Eine Widmungsbeschränkung für eine öffentliche Einrichtung greift in die Meinungsfreiheit ein, wenn sie an Meinungsäußerungen mit einem bestimmten Inhalt anknüpft. Zur Rechtfertigung eines solchen Eingriffs bedarf es eines allgemeinen Gesetzes; ein einfacher Ratsbeschluss genügt insofern nicht.
Soll die begehrte Nutzung im Rahmen der Widmung erfolgen, bedarf es für die Versagung sachlicher Gründe, etwa zu erwartender Rechtsverstöße bei der konkret beabsichtigten Nutzung. An den Inhalt zu erwartender Äußerungen kann insoweit im Hinblick auf die Gewährleistungen der Meinungsfreiheit nur dann angeknüpft werden, wenn diese gegen die Meinungsfreiheit beschränkende Regelungen im Sinne des Art. 5 Abs. 2 GG, insbesondere gegen Strafgesetze (z. B. nach § 130, § 185 StGB), verstoßen.
Die Beschwerde wird zurückgewiesen.
Die Antragsgegnerin trägt die Kosten des Beschwerdeverfahrens.
Der Streitwert wird auch für das Beschwerdeverfahren auf 5.000,- Euro festgesetzt.
G r ü n d e :
2Das Verwaltungsgericht hat die Antragsgegnerin im Wege der einstweiligen Anordnung verpflichtet,
3der Antragstellerin durch entsprechende Einwirkung auf die X. halle GmbH Zugang zur Halle 2 der X. halle für den 00. März 2023 ab 12.00 Uhr bis zum 00. März 2023 um 01.00 Uhr für die Veranstaltung „Vortrag A. B. – Warum ist der Z. -Krieg ausgebrochen?“ am 00. März 2023 um 20.00 Uhr zu verschaffen.
4Die hiergegen gerichtete Beschwerde der Antragsgegnerin ist unbegründet. Die mit der Beschwerde dargelegten Gründe, auf deren Prüfung der Senat gemäß § 146 Abs. 4 Satz 6 VwGO beschränkt ist, führen nicht zu einer Änderung der angefochtenen Entscheidung. Das Beschwerdevorbringen weckt keinen Zweifel an der Richtigkeit der Annahme des Verwaltungsgerichts, bei der im Verfahren des einstweiligen Rechtsschutzes allein möglichen und gebotenen summarischen Prüfung sei ein Anordnungsanspruch gegeben.
5Ein Anordnungsanspruch liegt vor, wenn ein Erfolg in der Hauptsache überwiegend wahrscheinlich ist, das heißt, wenn der geltend gemachte materielle Anspruch mit überwiegender Wahrscheinlichkeit besteht.

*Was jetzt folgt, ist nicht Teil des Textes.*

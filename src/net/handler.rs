use super::event::{ClientReceiver, ClientSender, EventSender, GameEvent, create_client_channel};
use crate::protocol::Codec;
use log::{info, warn};
use std::io;
use std::sync::mpsc::TryRecvError;
use std::thread;
use std::time::{Duration, Instant};

/// 就緒握手時限：首幀逾時即斷線，桌局不受影響
pub const HANDSHAKE_TIMEOUT: Duration = Duration::from_secs(30);

/// Connection handler - 處理單一座位連線的讀寫
pub struct ConnectionHandler {
    seat: u8,
    codec: Codec,
    event_tx: EventSender,
    client_rx: ClientReceiver,
    handshake_timeout: Duration,
}

impl ConnectionHandler {
    /// 建立新的 connection handler (codec 已完成入座回報)
    pub fn new(
        seat: u8,
        codec: Codec,
        event_tx: EventSender,
        handshake_timeout: Duration,
    ) -> io::Result<(Self, ClientSender)> {
        let (client_tx, client_rx) = create_client_channel();

        let handler = Self {
            seat,
            codec,
            event_tx,
            client_rx,
            handshake_timeout,
        };

        Ok((handler, client_tx))
    }

    /// 執行 handler 主迴圈
    pub fn run(mut self) {
        let connected_at = Instant::now();
        let mut received_any = false;

        loop {
            match self.codec.read_line() {
                Ok(Some(line)) => {
                    received_any = true;

                    // 發送事件到 game loop
                    if self
                        .event_tx
                        .send(GameEvent::Frame {
                            seat: self.seat,
                            line,
                        })
                        .is_err()
                    {
                        warn!("[HANDLER] Seat {} event channel closed", self.seat);
                        break;
                    }
                }
                Ok(None) => {
                    // EOF - 連線關閉
                    info!("[HANDLER] Seat {} EOF", self.seat);
                    break;
                }
                Err(e) => {
                    // 區分 timeout 和其他錯誤
                    if e.kind() == io::ErrorKind::WouldBlock || e.kind() == io::ErrorKind::TimedOut
                    {
                        // 首幀握手逾時則放棄該連線
                        if !received_any && connected_at.elapsed() > self.handshake_timeout {
                            warn!(
                                "[HANDLER] Seat {} handshake timeout, dropping connection",
                                self.seat
                            );
                            break;
                        }
                    } else {
                        warn!("[HANDLER] Seat {} read error: {}", self.seat, e);
                        break;
                    }
                }
            }

            // 檢查是否有要發送給 client 的幀
            loop {
                match self.client_rx.try_recv() {
                    Ok(frame) => {
                        if let Err(e) = self.codec.send_frame(&frame) {
                            warn!("[HANDLER] Seat {} send error: {}", self.seat, e);
                            break;
                        }
                    }
                    Err(TryRecvError::Empty) => break,
                    Err(TryRecvError::Disconnected) => {
                        // game loop 已放棄該座位，結束連線
                        info!("[HANDLER] Seat {} client channel closed", self.seat);
                        let _ = self.event_tx.send(GameEvent::Disconnected { seat: self.seat });
                        return;
                    }
                }
            }
        }

        // 通知 game loop 連線已斷開
        let _ = self.event_tx.send(GameEvent::Disconnected { seat: self.seat });
    }
}

/// 在新執行緒中啟動 connection handler
pub fn spawn_handler(
    seat: u8,
    codec: Codec,
    event_tx: EventSender,
    handshake_timeout: Duration,
) -> io::Result<ClientSender> {
    let (handler, client_tx) =
        ConnectionHandler::new(seat, codec, event_tx.clone(), handshake_timeout)?;

    // 發送 Connected 事件
    let sender_for_event = client_tx.clone();
    if event_tx
        .send(GameEvent::Connected {
            seat,
            sender: sender_for_event,
        })
        .is_err()
    {
        return Err(io::Error::new(
            io::ErrorKind::BrokenPipe,
            "Event channel closed",
        ));
    }

    // 啟動 handler 執行緒
    thread::spawn(move || {
        handler.run();
    });

    Ok(client_tx)
}

#[cfg(test)]
mod tests {
    use super::*;
    use crate::net::event::create_event_channel;
    use std::io::Read;
    use std::net::{TcpListener, TcpStream};

    #[test]
    fn test_idle_connection_dropped_at_handshake_deadline() {
        let listener = TcpListener::bind("127.0.0.1:0").unwrap();
        let addr = listener.local_addr().unwrap();

        let client = TcpStream::connect(addr).unwrap();
        let (stream, _) = listener.accept().unwrap();
        stream
            .set_read_timeout(Some(Duration::from_millis(50)))
            .unwrap();
        let codec = Codec::new(stream).unwrap();

        let (event_tx, event_rx) = create_event_channel();
        let started = Instant::now();
        spawn_handler(1, codec, event_tx, Duration::from_millis(200)).unwrap();

        // 入座事件的 sender 要拿著，不能讓通道提前關閉
        let keep_alive = match event_rx.recv_timeout(Duration::from_secs(2)).unwrap() {
            GameEvent::Connected { seat, sender } => {
                assert_eq!(seat, 1);
                sender
            }
            other => panic!("Unexpected event: {:?}", other),
        };

        // client 首幀遲遲不到，時限一到就收到斷線事件
        match event_rx.recv_timeout(Duration::from_secs(2)).unwrap() {
            GameEvent::Disconnected { seat } => assert_eq!(seat, 1),
            other => panic!("Unexpected event: {:?}", other),
        }
        assert!(started.elapsed() >= Duration::from_millis(200));
        drop(keep_alive);

        // 伺服器端已關閉連線，client 讀到 EOF
        let mut client = client;
        client
            .set_read_timeout(Some(Duration::from_secs(2)))
            .unwrap();
        let mut buf = [0u8; 8];
        assert_eq!(client.read(&mut buf).unwrap(), 0);
    }
}
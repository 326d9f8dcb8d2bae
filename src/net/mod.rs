pub mod event;
pub mod handler;
pub mod listener;

pub use event::{
    create_client_channel, create_event_channel, ClientSender, EventReceiver, EventSender,
    GameEvent,
};
pub use handler::spawn_handler;
pub use listener::{accept_loop, create_shared_ledger, create_tcp_listener, SeatLedger, SharedLedger};
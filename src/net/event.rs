use crate::protocol::ServerFrame;
use std::sync::mpsc;

/// 從 connection handler 傳送到 game loop 的事件
#[derive(Debug)]
pub enum GameEvent {
    /// 新座位連線建立
    Connected {
        seat: u8,
        sender: ClientSender,
    },

    /// 座位連線斷開
    Disconnected { seat: u8 },

    /// 收到該座位的一行原始幀
    Frame { seat: u8, line: String },
}

/// 用於發送幀給特定 client 的 sender
pub type ClientSender = mpsc::Sender<ServerFrame>;

/// 用於接收幀的 receiver (connection handler 持有)
pub type ClientReceiver = mpsc::Receiver<ServerFrame>;

/// 建立 client 的幀通道
pub fn create_client_channel() -> (ClientSender, ClientReceiver) {
    mpsc::channel()
}

/// Game event sender (connection handler 持有，發送事件到 game loop)
pub type EventSender = mpsc::Sender<GameEvent>;

/// Game event receiver (game loop 持有)
pub type EventReceiver = mpsc::Receiver<GameEvent>;

/// 建立 game event 通道
pub fn create_event_channel() -> (EventSender, EventReceiver) {
    mpsc::channel()
}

6Vgl. etwa OVG NRW, Beschluss vom 12. Mai 2021 - 15 B 605/21 -, juris Rn. 6 f. m. w. N.
7Dies ist hier der Fall. Bei der X. halle handelt es sich um eine öffentliche Einrichtung im Sinne von § 8 Abs. 1 GO NRW. Stellt eine Kommune diese im Rahmen der jeweiligen Widmung für die Durchführung von bestimmten Veranstaltungen zur Verfügung, entsteht dadurch auch jenseits der einfachgesetzlichen Bestimmungen ein Gleichbehandlungsanspruch aus Art. 3 GG in seiner Ausprägung als allgemeines Willkürverbot in Verbindung mit dem Grundsatz der Selbstbindung der Verwaltung. Die Entscheidungsfreiheit der Kommune, in welchem Umfang sie Zugang zu ihrer Einrichtung gewährt, ist ausgehend davon begrenzt. Die jeweilige Vergabepraxis und -entscheidung muss durch sachliche Gründe gerechtfertigt sein.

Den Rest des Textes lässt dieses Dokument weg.